··· Dataset extract

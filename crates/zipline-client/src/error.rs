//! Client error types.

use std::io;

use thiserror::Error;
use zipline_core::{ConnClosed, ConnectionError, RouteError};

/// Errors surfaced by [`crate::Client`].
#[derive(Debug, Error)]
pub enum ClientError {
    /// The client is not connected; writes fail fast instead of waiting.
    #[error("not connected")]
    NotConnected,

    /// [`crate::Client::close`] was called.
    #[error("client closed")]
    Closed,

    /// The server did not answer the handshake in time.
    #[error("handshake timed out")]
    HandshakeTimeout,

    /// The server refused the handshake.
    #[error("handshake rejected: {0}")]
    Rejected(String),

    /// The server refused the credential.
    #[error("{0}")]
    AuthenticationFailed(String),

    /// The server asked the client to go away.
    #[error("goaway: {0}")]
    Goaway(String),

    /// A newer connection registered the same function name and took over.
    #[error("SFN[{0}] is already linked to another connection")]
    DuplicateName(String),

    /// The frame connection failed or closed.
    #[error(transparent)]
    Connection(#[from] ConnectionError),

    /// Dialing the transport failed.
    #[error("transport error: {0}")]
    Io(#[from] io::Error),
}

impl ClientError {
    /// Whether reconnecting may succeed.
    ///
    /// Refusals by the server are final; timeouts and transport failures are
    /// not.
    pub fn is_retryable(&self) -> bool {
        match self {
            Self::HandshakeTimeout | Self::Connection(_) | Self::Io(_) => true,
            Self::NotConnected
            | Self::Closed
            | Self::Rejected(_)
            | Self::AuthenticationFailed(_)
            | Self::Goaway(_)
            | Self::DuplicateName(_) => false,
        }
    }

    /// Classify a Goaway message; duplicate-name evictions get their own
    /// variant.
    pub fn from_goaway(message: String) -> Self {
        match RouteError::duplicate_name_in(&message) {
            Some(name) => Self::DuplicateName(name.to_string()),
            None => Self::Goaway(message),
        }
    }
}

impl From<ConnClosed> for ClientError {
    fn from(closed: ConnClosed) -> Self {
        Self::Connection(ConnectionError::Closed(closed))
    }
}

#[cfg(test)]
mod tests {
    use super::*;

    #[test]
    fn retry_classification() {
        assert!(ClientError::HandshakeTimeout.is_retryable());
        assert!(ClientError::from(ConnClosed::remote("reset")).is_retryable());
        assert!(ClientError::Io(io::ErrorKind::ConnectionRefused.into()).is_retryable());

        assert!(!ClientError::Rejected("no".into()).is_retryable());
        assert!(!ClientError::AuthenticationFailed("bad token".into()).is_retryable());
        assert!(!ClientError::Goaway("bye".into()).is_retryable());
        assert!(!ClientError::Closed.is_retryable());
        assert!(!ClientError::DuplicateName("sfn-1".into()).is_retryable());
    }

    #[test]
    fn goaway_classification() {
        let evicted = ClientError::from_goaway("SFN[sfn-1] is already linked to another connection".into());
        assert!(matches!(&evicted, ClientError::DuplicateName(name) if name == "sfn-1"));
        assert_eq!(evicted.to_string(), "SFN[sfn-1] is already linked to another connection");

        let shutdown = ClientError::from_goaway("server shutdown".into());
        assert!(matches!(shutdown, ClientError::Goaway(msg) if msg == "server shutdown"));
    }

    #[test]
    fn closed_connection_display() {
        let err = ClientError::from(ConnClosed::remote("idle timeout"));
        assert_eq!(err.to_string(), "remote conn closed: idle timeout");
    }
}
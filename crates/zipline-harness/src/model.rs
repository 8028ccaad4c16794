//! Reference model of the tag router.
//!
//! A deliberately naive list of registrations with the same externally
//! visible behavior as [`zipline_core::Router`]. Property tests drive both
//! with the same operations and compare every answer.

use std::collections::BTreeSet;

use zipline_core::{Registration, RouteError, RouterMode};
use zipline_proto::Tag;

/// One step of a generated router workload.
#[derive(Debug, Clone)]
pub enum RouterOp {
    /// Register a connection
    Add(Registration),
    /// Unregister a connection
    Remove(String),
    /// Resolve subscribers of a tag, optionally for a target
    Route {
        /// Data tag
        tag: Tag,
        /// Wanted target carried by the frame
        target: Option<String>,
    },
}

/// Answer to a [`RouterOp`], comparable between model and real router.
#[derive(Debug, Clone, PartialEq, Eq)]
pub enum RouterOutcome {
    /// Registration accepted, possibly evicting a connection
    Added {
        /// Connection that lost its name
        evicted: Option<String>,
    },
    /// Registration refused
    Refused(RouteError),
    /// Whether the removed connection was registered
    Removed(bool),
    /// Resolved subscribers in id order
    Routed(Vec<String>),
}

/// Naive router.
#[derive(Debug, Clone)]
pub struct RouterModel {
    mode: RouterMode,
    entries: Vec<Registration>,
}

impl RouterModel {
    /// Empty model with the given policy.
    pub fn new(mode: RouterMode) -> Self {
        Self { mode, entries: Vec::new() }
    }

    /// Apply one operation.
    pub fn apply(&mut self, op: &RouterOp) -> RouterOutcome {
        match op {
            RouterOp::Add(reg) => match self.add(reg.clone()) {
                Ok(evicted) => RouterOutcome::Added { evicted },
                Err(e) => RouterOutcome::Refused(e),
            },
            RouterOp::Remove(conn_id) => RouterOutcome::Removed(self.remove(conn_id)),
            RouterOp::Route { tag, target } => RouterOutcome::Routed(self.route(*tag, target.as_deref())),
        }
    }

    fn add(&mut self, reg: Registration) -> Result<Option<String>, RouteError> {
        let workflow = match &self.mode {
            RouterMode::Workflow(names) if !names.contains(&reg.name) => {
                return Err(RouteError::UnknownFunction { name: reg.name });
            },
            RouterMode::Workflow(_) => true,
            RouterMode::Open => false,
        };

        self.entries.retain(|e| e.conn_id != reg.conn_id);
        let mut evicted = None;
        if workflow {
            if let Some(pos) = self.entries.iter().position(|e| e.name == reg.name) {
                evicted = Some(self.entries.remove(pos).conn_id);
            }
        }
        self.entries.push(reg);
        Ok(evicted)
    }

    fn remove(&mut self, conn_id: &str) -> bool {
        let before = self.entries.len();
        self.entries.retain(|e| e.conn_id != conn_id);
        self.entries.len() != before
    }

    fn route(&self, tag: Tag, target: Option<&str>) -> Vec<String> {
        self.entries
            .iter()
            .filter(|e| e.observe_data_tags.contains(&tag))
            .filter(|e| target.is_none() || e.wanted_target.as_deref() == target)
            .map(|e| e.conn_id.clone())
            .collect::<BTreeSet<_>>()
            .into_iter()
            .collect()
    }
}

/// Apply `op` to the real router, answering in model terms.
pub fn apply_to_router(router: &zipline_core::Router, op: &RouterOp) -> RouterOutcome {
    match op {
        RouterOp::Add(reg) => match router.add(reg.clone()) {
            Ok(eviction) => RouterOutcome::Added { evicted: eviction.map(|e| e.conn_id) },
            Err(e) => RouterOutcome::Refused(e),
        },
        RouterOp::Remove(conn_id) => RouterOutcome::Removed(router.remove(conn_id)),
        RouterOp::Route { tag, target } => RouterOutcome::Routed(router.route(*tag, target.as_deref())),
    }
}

······
··· Dataset extract

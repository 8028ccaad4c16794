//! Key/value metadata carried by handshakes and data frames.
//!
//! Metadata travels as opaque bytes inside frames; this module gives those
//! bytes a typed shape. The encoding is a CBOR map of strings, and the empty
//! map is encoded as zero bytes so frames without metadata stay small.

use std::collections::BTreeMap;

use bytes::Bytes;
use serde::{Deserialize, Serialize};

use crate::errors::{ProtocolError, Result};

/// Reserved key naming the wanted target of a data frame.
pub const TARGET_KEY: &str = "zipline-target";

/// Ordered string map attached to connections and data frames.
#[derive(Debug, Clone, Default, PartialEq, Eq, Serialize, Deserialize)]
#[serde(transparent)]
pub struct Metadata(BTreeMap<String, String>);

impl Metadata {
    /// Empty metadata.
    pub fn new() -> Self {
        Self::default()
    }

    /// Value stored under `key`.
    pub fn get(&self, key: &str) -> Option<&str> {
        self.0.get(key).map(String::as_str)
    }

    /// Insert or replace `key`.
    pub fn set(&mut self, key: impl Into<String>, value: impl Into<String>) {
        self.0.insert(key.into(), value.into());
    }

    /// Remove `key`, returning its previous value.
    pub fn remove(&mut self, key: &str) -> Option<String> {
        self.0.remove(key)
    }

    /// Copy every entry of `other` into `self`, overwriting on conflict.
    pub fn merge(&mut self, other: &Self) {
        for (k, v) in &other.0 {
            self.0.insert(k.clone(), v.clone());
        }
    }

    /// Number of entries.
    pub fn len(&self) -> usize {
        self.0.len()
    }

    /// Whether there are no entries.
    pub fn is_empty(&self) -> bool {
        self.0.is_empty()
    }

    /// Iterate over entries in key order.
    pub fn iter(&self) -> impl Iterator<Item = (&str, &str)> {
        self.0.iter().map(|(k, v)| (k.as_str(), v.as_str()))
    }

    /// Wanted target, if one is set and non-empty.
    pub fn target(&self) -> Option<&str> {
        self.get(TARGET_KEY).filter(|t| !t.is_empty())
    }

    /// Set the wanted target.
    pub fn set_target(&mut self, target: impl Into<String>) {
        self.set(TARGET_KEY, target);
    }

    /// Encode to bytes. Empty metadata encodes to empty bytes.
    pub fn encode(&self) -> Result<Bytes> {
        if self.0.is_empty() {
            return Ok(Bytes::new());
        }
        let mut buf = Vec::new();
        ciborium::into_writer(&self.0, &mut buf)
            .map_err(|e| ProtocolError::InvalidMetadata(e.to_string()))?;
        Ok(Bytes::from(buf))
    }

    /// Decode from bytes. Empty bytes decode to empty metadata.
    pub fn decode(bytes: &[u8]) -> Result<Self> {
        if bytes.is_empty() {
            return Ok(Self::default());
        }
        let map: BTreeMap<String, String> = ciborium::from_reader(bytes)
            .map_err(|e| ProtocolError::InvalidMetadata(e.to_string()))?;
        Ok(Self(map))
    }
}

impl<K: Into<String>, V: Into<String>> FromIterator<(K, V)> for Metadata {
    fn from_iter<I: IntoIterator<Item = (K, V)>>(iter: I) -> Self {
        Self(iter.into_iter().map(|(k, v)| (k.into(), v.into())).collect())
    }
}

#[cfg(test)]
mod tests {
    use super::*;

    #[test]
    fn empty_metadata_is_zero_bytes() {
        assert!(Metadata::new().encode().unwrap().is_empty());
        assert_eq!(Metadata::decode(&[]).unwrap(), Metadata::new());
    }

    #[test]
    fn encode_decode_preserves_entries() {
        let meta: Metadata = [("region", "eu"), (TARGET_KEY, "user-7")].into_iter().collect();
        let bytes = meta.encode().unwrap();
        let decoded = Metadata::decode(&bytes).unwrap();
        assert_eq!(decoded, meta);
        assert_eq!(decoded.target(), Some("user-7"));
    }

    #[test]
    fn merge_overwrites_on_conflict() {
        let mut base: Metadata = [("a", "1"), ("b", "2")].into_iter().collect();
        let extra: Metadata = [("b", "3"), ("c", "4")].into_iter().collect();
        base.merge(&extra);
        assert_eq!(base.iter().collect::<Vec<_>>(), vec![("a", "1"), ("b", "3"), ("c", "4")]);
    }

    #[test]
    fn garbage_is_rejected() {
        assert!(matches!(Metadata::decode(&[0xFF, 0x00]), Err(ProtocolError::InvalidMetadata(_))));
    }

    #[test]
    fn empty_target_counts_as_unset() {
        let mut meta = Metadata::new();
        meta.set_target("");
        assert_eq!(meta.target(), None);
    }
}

······
··· Dataset extract

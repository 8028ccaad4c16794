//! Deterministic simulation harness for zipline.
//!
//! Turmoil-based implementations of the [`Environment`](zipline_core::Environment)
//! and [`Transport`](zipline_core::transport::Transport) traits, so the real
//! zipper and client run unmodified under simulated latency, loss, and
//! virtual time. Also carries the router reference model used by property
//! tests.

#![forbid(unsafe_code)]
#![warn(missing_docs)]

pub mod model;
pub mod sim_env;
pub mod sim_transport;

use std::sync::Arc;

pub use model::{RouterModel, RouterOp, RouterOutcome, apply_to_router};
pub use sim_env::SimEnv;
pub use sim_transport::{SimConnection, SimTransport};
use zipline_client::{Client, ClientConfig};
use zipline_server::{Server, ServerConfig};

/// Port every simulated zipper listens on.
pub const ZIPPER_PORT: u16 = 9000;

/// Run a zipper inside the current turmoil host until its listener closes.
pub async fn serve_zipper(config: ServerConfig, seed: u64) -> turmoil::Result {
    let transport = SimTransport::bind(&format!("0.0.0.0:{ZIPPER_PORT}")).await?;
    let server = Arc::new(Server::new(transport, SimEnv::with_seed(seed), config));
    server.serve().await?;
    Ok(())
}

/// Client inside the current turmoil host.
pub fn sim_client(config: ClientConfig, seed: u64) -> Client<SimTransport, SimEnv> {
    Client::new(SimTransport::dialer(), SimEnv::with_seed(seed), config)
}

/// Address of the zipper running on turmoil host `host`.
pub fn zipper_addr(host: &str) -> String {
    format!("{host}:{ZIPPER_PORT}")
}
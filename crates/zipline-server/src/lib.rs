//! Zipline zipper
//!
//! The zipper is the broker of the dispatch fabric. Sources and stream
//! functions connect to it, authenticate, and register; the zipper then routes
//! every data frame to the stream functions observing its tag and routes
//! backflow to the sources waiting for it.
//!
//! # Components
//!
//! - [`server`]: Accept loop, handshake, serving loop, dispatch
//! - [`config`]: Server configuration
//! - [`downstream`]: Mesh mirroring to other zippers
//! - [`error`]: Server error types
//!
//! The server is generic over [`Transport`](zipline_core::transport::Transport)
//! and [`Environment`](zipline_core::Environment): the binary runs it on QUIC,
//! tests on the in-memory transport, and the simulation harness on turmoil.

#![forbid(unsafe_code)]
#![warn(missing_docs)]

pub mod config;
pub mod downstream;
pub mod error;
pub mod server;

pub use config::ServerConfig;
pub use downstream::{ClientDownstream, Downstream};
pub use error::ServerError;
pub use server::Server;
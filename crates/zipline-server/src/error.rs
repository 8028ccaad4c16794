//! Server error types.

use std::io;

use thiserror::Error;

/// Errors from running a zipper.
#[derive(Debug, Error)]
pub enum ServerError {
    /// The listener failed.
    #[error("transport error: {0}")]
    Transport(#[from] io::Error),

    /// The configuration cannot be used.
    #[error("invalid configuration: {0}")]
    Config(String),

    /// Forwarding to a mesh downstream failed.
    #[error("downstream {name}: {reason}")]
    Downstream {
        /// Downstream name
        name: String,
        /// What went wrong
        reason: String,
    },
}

······

> **About this exercise**:
Transcribe the lines above between the line holding "filename crates/zipline-client/src/error.rs" and the line holding "refused the handshake.", inclusive, exactly as they stand and with nothing added.

> **Expected output**:
filename crates/zipline-client/src/error.rs
//! Client error types.

use std::io;

use thiserror::Error;
use zipline_core::{ConnClosed, ConnectionError, RouteError};

/// Errors surfaced by [`crate::Client`].
#[derive(Debug, Error)]
pub enum ClientError {
    /// The client is not connected; writes fail fast instead of waiting.
    #[error("not connected")]
    NotConnected,

    /// [`crate::Client::close`] was called.
    #[error("client closed")]
    Closed,

    /// The server did not answer the handshake in time.
    #[error("handshake timed out")]
    HandshakeTimeout,

    /// The server refused the handshake.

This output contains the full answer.